[ASSIGNED TASK]: Each line of the listing below that includes "impl" must be copied.

[SOURCE MATERIAL]:

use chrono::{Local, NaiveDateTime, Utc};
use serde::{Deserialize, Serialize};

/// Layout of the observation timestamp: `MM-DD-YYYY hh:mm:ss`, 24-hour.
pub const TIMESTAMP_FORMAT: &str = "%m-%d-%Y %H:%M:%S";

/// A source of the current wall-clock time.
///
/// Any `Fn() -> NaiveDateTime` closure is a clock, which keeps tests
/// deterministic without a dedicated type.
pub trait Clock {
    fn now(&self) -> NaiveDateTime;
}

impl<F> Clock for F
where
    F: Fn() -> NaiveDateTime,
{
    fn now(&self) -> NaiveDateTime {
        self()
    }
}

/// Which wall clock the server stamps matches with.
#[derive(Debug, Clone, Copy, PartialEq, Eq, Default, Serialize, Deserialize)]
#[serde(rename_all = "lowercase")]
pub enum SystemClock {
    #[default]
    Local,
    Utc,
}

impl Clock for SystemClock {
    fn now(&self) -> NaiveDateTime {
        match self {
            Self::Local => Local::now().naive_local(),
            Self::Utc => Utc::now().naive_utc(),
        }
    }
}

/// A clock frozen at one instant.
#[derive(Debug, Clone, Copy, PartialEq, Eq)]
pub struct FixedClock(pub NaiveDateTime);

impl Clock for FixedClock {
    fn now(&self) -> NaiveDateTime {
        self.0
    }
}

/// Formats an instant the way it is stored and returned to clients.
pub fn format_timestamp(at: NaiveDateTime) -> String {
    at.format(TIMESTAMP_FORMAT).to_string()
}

[SOLUTION TO THIS PROBLEM]:
impl<F> Clock for F
impl Clock for SystemClock {
impl Clock for FixedClock {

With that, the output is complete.